Might I but moor—tonight—
In thee!
Does she mean a lover or the divine Guest? The one often means the other. To put such fragments together in order to compose a coherent story about a secret love affair with ‘Master’ is a dubious exercise. For these fragments are not biographic facts; they are states of being consequent on events closed to us. It’s uncomfortable not to know what the poet ‘knows’; and so uncomfortable to biographers and scholars, who pride themselves on knowing, that successive commentators have contrived to weave a romantic fiction around Charles Wadsworth, the Philadephia minister. Dickinson liked him enough to confide some distress, and he paid her one visit in 1860 (a good while before he moved to California in 1862) and another in 1880, but none of these facts adds up to much. Pasty-faced and beardless, with a beautiful, supportive wife, Wadsworth obliged her with a routine pastoral letter, signing it ‘in great haste’ - hardly the language of romantic love. He sounds kindly attentive, no more, too busy to share sorrows in the way Dickinson may have hoped. Those who plumped for Wadsworth had to believe in instant love (the poet spent only two weeks in Philadelphia), followed by chaste renunciation. Here, ready to hand, was a story fit for a proper New England spinster.

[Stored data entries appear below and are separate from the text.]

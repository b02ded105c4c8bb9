//! Category Aggregate

use chrono::{DateTime, Utc};
use serde::{Deserialize, Serialize};
use validator::Validate;
use crate::domain::value_objects::CategoryId;

#[derive(Clone, Debug, PartialEq, Eq, Serialize)]
pub struct Category {
    #[serde(rename = "_id")]
    pub id: CategoryId,
    #[serde(rename = "Category_Name")]
    pub name: String,
    #[serde(rename = "createdAt")]
    pub created_at: DateTime<Utc>,
}

#[derive(Debug, Clone, Deserialize, Validate)]
pub struct CategoryInput {
    #[serde(rename = "Category_Name")]
    #[validate(length(min = 1, max = 200, message = "Category name is required"))]
    pub name: String,
}

impl Category {
    pub fn create(input: CategoryInput, now: DateTime<Utc>) -> Self {
        Self { id: CategoryId::generate(), name: input.name.trim().to_string(), created_at: now }
    }
}
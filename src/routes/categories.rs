use axum::{
    extract::{rejection::JsonRejection, State},
    http::StatusCode,
    routing::get,
    Json, Router,
};

use crate::domain::aggregates::{Category, CategoryInput};
use crate::error::Result;
use crate::state::AppState;

pub fn routes() -> Router<AppState> {
    Router::new().route("/categories", get(list_categories).post(create_category))
}

async fn list_categories(State(state): State<AppState>) -> Result<Json<Vec<Category>>> {
    Ok(Json(state.catalog().list_categories().await?))
}

async fn create_category(
    State(state): State<AppState>,
    payload: std::result::Result<Json<CategoryInput>, JsonRejection>,
) -> Result<(StatusCode, Json<Category>)> {
    let Json(input) = payload?;
    let category = state.catalog().create_category(input).await?;
    Ok((StatusCode::CREATED, Json(category)))
}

It’s a mistake to read the Master letters literally. The voice is too absurdly abject not to be a performance. It amuses her to prod the power relations between the sexes. Master’s skin is so swollen with self-absorption that it must be soothed with the balm of feminine humility and sacrifice, delivered to him in the modest manner of nineteenth-century ladies. Master does not notice that her words are over-the-top, just short of hilarity.
Prior to the first surviving letter to ‘Dear Master’, thought to be in 1858, the writer has tried to communicate in the language of flowers. If he cannot understand, she blames the flowers for failing to communicate. ‘They were disobedient. I gave them messages.’

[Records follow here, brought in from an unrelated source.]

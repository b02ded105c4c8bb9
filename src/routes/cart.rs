//! Cart handlers. Every route runs behind [`require_auth`]; the cart owner is
//! always the authenticated caller.

use axum::{
    extract::{rejection::JsonRejection, Path, State},
    http::StatusCode,
    middleware,
    routing::{get, post, put},
    Json, Router,
};

use crate::auth::{require_auth, AuthUser};
use crate::domain::aggregates::{AddItemRequest, Cart, UpdateItemRequest};
use crate::error::Result;
use crate::state::AppState;

pub fn routes(state: AppState) -> Router<AppState> {
    Router::new()
        .route("/cart", get(get_cart).delete(clear_cart))
        .route("/cart/items", post(add_item))
        .route("/cart/items/:item_id", put(update_item).delete(remove_item))
        .route_layer(middleware::from_fn_with_state(state, require_auth))
}

async fn get_cart(State(state): State<AppState>, AuthUser(user): AuthUser) -> Result<Json<Cart>> {
    Ok(Json(state.carts().get(user).await?))
}

async fn add_item(
    State(state): State<AppState>,
    AuthUser(user): AuthUser,
    payload: std::result::Result<Json<AddItemRequest>, JsonRejection>,
) -> Result<(StatusCode, Json<Cart>)> {
    let Json(request) = payload?;
    let cart = state.carts().add(user, request).await?;
    Ok((StatusCode::CREATED, Json(cart)))
}

async fn update_item(
    State(state): State<AppState>,
    AuthUser(user): AuthUser,
    Path(item_id): Path<String>,
    payload: std::result::Result<Json<UpdateItemRequest>, JsonRejection>,
) -> Result<Json<Cart>> {
    let Json(request) = payload?;
    Ok(Json(state.carts().update_item(user, &item_id, request).await?))
}

async fn remove_item(
    State(state): State<AppState>,
    AuthUser(user): AuthUser,
    Path(item_id): Path<String>,
) -> Result<Json<Cart>> {
    Ok(Json(state.carts().remove_item(user, &item_id).await?))
}

async fn clear_cart(State(state): State<AppState>, AuthUser(user): AuthUser) -> Result<StatusCode> {
    state.carts().clear(user).await?;
    Ok(StatusCode::NO_CONTENT)
}
//! HTTP route handlers.
//!
//! # Route Structure
//!
//! ```text
//! GET    /health                   - Liveness
//! GET    /health/ready             - Store reachability
//!
//! # Products
//! GET    /products                 - All products, or a search page when query parameters are given
//! POST   /products                 - Create
//! GET    /products/:id             - Product detail
//! PUT    /products/:id             - Full replacement
//! DELETE /products/:id             - Delete
//! GET    /products/category/:id    - Products of one category
//!
//! # Categories
//! GET    /categories               - Category listing
//! POST   /categories               - Create
//!
//! # Cart (requires bearer token)
//! GET    /cart                     - Current cart
//! DELETE /cart                     - Clear
//! POST   /cart/items               - Add item
//! PUT    /cart/items/:itemId       - Set quantity
//! DELETE /cart/items/:itemId       - Remove item
//! ```

pub mod cart;
pub mod categories;
pub mod products;

use axum::{extract::State, http::StatusCode, response::IntoResponse, routing::get, Json, Router};
use serde_json::json;
use tower_http::{cors::CorsLayer, trace::TraceLayer};

use crate::state::AppState;

/// Builds the full application router.
pub fn create_router(state: AppState) -> Router {
    Router::new()
        .route("/health", get(health))
        .route("/health/ready", get(ready))
        .merge(products::routes())
        .merge(categories::routes())
        .merge(cart::routes(state.clone()))
        .layer(TraceLayer::new_for_http())
        .layer(CorsLayer::permissive())
        .with_state(state)
}

async fn health() -> impl IntoResponse {
    Json(json!({ "status": "healthy", "service": "opensase-catalog" }))
}

async fn ready(State(state): State<AppState>) -> impl IntoResponse {
    match state.catalog().ping().await {
        Ok(()) => (StatusCode::OK, Json(json!({ "status": "ready" }))),
        Err(err) => {
            tracing::warn!(error = %err, "Readiness check failed");
            (StatusCode::SERVICE_UNAVAILABLE, Json(json!({ "status": "unavailable" })))
        }
    }
}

In the second letter, written early in 1861, the writer names herself ‘Daisy’, the girl-in-waiting in the fantasy Emily had confided to Sue in their early twenties (three years before she encountered Wadsworth, and six years before she came to know the newspaperman Sam Bowles, another leading candidate for ‘Master’). Daisy’s freshness, like early-morning dew, will be drained by the rising sun of desire. As she lifts up her petals to the burning ray, her ‘dew’ gives way to thirst and she yields to ‘the man of noon’. That’s as far as the fantasy went in 1851. In this second letter, ten years on, ‘Master’ appears responsible for a ‘gash’ and drops of blood from Daisy’s body. Daisy refrains from explicit blame - though she’s on the verge of it - as ‘Master’ knows, and resents.
‘Oh did I offend it - [Did’nt it want me to tell it the truth]’.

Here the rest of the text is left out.